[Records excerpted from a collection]
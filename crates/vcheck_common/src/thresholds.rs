//! Threshold payload parsing and evaluation.
//!
//! Thresholds arrive as opaque JSON on the check definition. A malformed or
//! missing payload must not wedge a whole batch of checks, so evaluation
//! degrades to the most permissive verdict and records a warning instead of
//! failing the pipeline. That permissiveness silently defeats the check's
//! purpose when someone fat-fingers a definition, which is why the warning
//! always lands in the result details.

use serde::Deserialize;
use serde_json::Value;

use crate::checks::CheckStatus;

/// Outcome of applying thresholds to an aggregated payload.
#[derive(Debug, Clone)]
pub struct Evaluation {
    pub status: CheckStatus,
    pub summary: String,
    pub warnings: Vec<String>,
}

/// Threshold schema for the storage-path check family.
#[derive(Debug, Clone, Copy, Deserialize)]
pub struct PathThresholds {
    pub max_dead_paths: i64,
}

/// Threshold schema for the scalar metric check family.
#[derive(Debug, Clone, Copy, Deserialize)]
pub struct MetricThresholds {
    pub max_value: f64,
}

/// Parse storage-path thresholds, or explain why the permissive default
/// kicked in.
pub fn parse_path_thresholds(value: &Value) -> Result<PathThresholds, String> {
    if value.is_null() {
        return Err("no thresholds configured; defaulting to passed".to_string());
    }
    serde_json::from_value(value.clone())
        .map_err(|e| format!("malformed thresholds ({}); defaulting to passed", e))
}

/// Parse metric thresholds, same permissive contract.
pub fn parse_metric_thresholds(value: &Value) -> Result<MetricThresholds, String> {
    if value.is_null() {
        return Err("no thresholds configured; defaulting to passed".to_string());
    }
    serde_json::from_value(value.clone())
        .map_err(|e| format!("malformed thresholds ({}); defaulting to passed", e))
}

/// Compare a scalar against its upper bound.
pub fn evaluate_metric(name: &str, value: f64, thresholds: &Value) -> Evaluation {
    match parse_metric_thresholds(thresholds) {
        Ok(t) => {
            if value <= t.max_value {
                Evaluation {
                    status: CheckStatus::Passed,
                    summary: format!("{} = {} (maximum allowed {})", name, value, t.max_value),
                    warnings: Vec::new(),
                }
            } else {
                Evaluation {
                    status: CheckStatus::Failed,
                    summary: format!("{} = {} exceeds maximum of {}", name, value, t.max_value),
                    warnings: Vec::new(),
                }
            }
        }
        Err(warning) => Evaluation {
            status: CheckStatus::Passed,
            summary: format!("{} = {} (no threshold applied)", name, value),
            warnings: vec![warning],
        },
    }
}
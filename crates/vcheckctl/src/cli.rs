//! Command-line surface.

use clap::{Parser, Subcommand};
use std::path::PathBuf;

#[derive(Parser)]
#[command(name = "vcheckctl", version, about = "vSphere health check control")]
pub struct Cli {
    /// Shared database path (defaults to the system location).
    #[arg(long, global = true)]
    pub db: Option<PathBuf>,

    /// Seconds to wait for the worker to finish a command.
    #[arg(long, global = true, default_value_t = 120)]
    pub wait_secs: u64,

    #[command(subcommand)]
    pub command: Commands,
}

#[derive(Subcommand)]
pub enum Commands {
    /// Show worker liveness and queue depths.
    Status,
    /// Run checks.
    #[command(subcommand)]
    Check(CheckCommands),
    /// Manage connection targets.
    #[command(subcommand)]
    Target(TargetCommands),
    /// Read and write configuration entries.
    #[command(subcommand)]
    Config(ConfigCommands),
    /// Inspect a previously submitted command.
    Command {
        /// Command id returned at submit time.
        id: String,
    },
}

#[derive(Subcommand)]
pub enum CheckCommands {
    /// Run one check against one host.
    Run {
        #[arg(long)]
        host: String,
        #[arg(long)]
        check: String,
    },
    /// Run every enabled check against every enabled host of a cluster.
    Cluster {
        #[arg(long)]
        cluster: String,
    },
}

#[derive(Subcommand)]
pub enum TargetCommands {
    /// Register a new target.
    Add {
        name: String,
        #[arg(long)]
        url: String,
        #[arg(long)]
        username: String,
        #[arg(long)]
        credential_ref: String,
    },
    /// List registered targets.
    List,
    /// Connect to a target and record the success.
    Connect { id: String },
    /// Probe a target without recording anything.
    Test { id: String },
    /// Update fields of a target.
    Edit {
        id: String,
        #[arg(long)]
        name: Option<String>,
        #[arg(long)]
        url: Option<String>,
        #[arg(long)]
        username: Option<String>,
        #[arg(long)]
        credential_ref: Option<String>,
    },
    /// Remove a target.
    Delete { id: String },
}

#[derive(Subcommand)]
pub enum ConfigCommands {
    /// Read one entry.
    Get { category: String, key: String },
    /// Upsert one entry. The value is parsed as JSON, falling back to a
    /// plain string.
    Set {
        category: String,
        key: String,
        value: String,
        #[arg(long, default_value = "")]
        description: String,
        #[arg(long)]
        requires_restart: bool,
    },
    /// List a category.
    List { category: String },
}
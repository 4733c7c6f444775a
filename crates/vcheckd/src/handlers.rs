//! Command handlers: one function per command type.
//!
//! The `dispatch` match is the routing table, the single source of truth
//! for what the worker understands. Handlers return a JSON payload on
//! success; any error becomes the command's `Failed` outcome with the
//! message preserved for the front end.
//!
//! Handlers must tolerate a re-run: after a crash mid-processing the row
//! is reclaimed and claimed again, so anything not idempotent by nature
//! (like `add_target`) relies on a uniqueness check in the data model to
//! reject the second attempt.

use anyhow::{bail, Context, Result};
use serde_json::{json, Value};
use std::sync::Arc;
use tokio_util::sync::CancellationToken;
use tracing::info;

use vcheck_common::check_store::CheckStore;
use vcheck_common::command::{
    AddTargetParams, CommandType, DeleteTargetParams, EditTargetParams, ExecuteCheckParams,
    ExecuteClusterChecksParams, TargetRefParams, TestCredentialsParams, ValidateBackendParams,
};
use vcheck_common::command_queue::CommandQueue;
use vcheck_common::config_store::ConfigStore;
use vcheck_common::checks::{BackendKind, CheckStatus};
use vcheck_common::inventory::{InventoryStore, Target};
use vcheck_common::service_status::ServiceStatusStore;

use crate::backends::{BackendRegistry, Credentials};
use crate::check_service::CheckExecutionService;
use crate::config::SharedConfig;

/// Everything a handler may need, cloned per command.
#[derive(Clone)]
pub struct HandlerContext {
    pub queue: CommandQueue,
    pub status: ServiceStatusStore,
    pub inventory: InventoryStore,
    pub checks: CheckStore,
    pub config_store: ConfigStore,
    pub config: SharedConfig,
    pub registry: Arc<BackendRegistry>,
    pub service: CheckExecutionService,
    /// Worker shutdown signal, threaded into check execution.
    pub shutdown: CancellationToken,
}

/// Route one parsed command to its handler.
pub async fn dispatch(
    ctx: &HandlerContext,
    command_type: CommandType,
    parameters: Value,
) -> Result<Value> {
    match command_type {
        CommandType::ExecuteCheck => execute_check(ctx, parameters).await,
        CommandType::ExecuteClusterChecks => execute_cluster_checks(ctx, parameters).await,
        CommandType::ValidateBackendAvailability => validate_backend(ctx, parameters),
        CommandType::GetServiceStatus => get_service_status(ctx),
        CommandType::ReloadConfiguration => reload_configuration(ctx),
        CommandType::ConnectTarget => connect_target(ctx, parameters).await,
        CommandType::TestTargetConnection => test_target_connection(ctx, parameters).await,
        CommandType::TestTargetConnectionWithCredentials => {
            test_target_credentials(ctx, parameters).await
        }
        CommandType::AddTarget => add_target(ctx, parameters),
        CommandType::EditTarget => edit_target(ctx, parameters),
        CommandType::DeleteTarget => delete_target(ctx, parameters),
    }
}

fn parse<T: serde::de::DeserializeOwned>(parameters: Value) -> Result<T> {
    serde_json::from_value(parameters).context("invalid parameters")
}

async fn execute_check(ctx: &HandlerContext, parameters: Value) -> Result<Value> {
    let params: ExecuteCheckParams = parse(parameters)?;
    let result = ctx
        .service
        .execute_check(&params.host_id, &params.check_definition_id, &ctx.shutdown)
        .await;
    info!(
        "Check {} on host {}: {}",
        params.check_definition_id, params.host_id, result.status
    );
    Ok(serde_json::to_value(result)?)
}

async fn execute_cluster_checks(ctx: &HandlerContext, parameters: Value) -> Result<Value> {
    let params: ExecuteClusterChecksParams = parse(parameters)?;
    if ctx.inventory.get_cluster(&params.cluster_id)?.is_none() {
        bail!("unknown cluster {}", params.cluster_id);
    }

    let results = ctx
        .service
        .execute_cluster_checks(&params.cluster_id, &ctx.shutdown)
        .await;

    let count = |status: CheckStatus| results.iter().filter(|r| r.status == status).count();
    Ok(json!({
        "cluster_id": params.cluster_id,
        "total": results.len(),
        "passed": count(CheckStatus::Passed),
        "failed": count(CheckStatus::Failed),
        "errors": count(CheckStatus::Error),
        "skipped": count(CheckStatus::Skipped),
        "results": results,
    }))
}

fn validate_backend(ctx: &HandlerContext, parameters: Value) -> Result<Value> {
    let params: ValidateBackendParams = parse(parameters)?;
    match ctx.registry.resolve(params.backend_kind) {
        Some(resolved) => Ok(json!({
            "backend_kind": params.backend_kind,
            "available": true,
            "resolved_kind": resolved.backend.kind(),
            "authority": resolved.authority,
        })),
        None => Ok(json!({
            "backend_kind": params.backend_kind,
            "available": false,
        })),
    }
}

fn get_service_status(ctx: &HandlerContext) -> Result<Value> {
    let status = ctx.status.get()?;
    let counts = ctx.queue.counts()?;
    Ok(json!({
        "service": status,
        "queue": {
            "pending": counts.pending,
            "processing": counts.processing,
            "completed": counts.completed,
            "failed": counts.failed,
        },
    }))
}

fn reload_configuration(ctx: &HandlerContext) -> Result<Value> {
    let report = {
        let mut config = ctx.config.write().unwrap();
        config.apply_overlay(&ctx.config_store, false)?
    };
    info!(
        "Configuration reloaded: {} applied, {} deferred",
        report.applied.len(),
        report.requires_restart.len()
    );
    Ok(serde_json::to_value(report)?)
}

/// Connect once through the target's declared backend and record the
/// success. Sessions are never cached; this is a reachability assertion,
/// not a pool warm-up.
async fn connect_once(ctx: &HandlerContext, target: &Target) -> Result<()> {
    let resolved = ctx
        .registry
        .resolve(target.backend_kind)
        .with_context(|| format!("no execution backend available for '{}'", target.backend_kind))?;
    let credentials = Credentials::for_target(target);
    let session = resolved
        .backend
        .connect(target, &credentials)
        .await
        .with_context(|| format!("failed to connect to {}", target.url))?;
    resolved.backend.disconnect(session).await;
    Ok(())
}

async fn connect_target(ctx: &HandlerContext, parameters: Value) -> Result<Value> {
    let params: TargetRefParams = parse(parameters)?;
    let target = ctx
        .inventory
        .get_target(&params.target_id)?
        .with_context(|| format!("unknown target {}", params.target_id))?;

    connect_once(ctx, &target).await?;
    ctx.inventory.mark_target_connected(&target.id)?;
    info!("Connected to target '{}'", target.name);
    Ok(json!({ "target_id": target.id, "connected": true }))
}

async fn test_target_connection(ctx: &HandlerContext, parameters: Value) -> Result<Value> {
    let params: TargetRefParams = parse(parameters)?;
    let target = ctx
        .inventory
        .get_target(&params.target_id)?
        .with_context(|| format!("unknown target {}", params.target_id))?;

    connect_once(ctx, &target).await?;
    Ok(json!({ "target_id": target.id, "reachable": true }))
}

async fn test_target_credentials(ctx: &HandlerContext, parameters: Value) -> Result<Value> {
    let params: TestCredentialsParams = parse(parameters)?;
    // Ephemeral target: nothing here touches the inventory.
    let target = Target {
        id: String::new(),
        name: String::new(),
        url: params.url.clone(),
        username: params.username,
        credential_ref: params.credential_ref,
        backend_kind: params.backend_kind.unwrap_or(BackendKind::ObjectModel),
        last_connected: None,
    };
    connect_once(ctx, &target).await?;
    Ok(json!({ "url": params.url, "reachable": true }))
}

fn add_target(ctx: &HandlerContext, parameters: Value) -> Result<Value> {
    let params: AddTargetParams = parse(parameters)?;
    let target = ctx.inventory.add_target(
        &params.name,
        &params.url,
        &params.username,
        &params.credential_ref,
        params.backend_kind.unwrap_or(BackendKind::ObjectModel),
    )?;
    info!("Added target '{}'", target.name);
    Ok(serde_json::to_value(target)?)
}

fn edit_target(ctx: &HandlerContext, parameters: Value) -> Result<Value> {
    let params: EditTargetParams = parse(parameters)?;
    let target = ctx.inventory.edit_target(
        &params.target_id,
        params.name.as_deref(),
        params.url.as_deref(),
        params.username.as_deref(),
        params.credential_ref.as_deref(),
    )?;
    info!("Edited target '{}'", target.name);
    Ok(serde_json::to_value(target)?)
}

fn delete_target(ctx: &HandlerContext, parameters: Value) -> Result<Value> {
    let params: DeleteTargetParams = parse(parameters)?;
    ctx.inventory.delete_target(&params.target_id)?;
    info!("Deleted target {}", params.target_id);
    Ok(json!({ "target_id": params.target_id, "deleted": true }))
}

▶ **DIRECTIONS**:
Gather each line in the data that holds the string "targets".

▶ **ANSWER TO THIS EXERCISE**:
    /// Manage connection targets.
    /// List registered targets.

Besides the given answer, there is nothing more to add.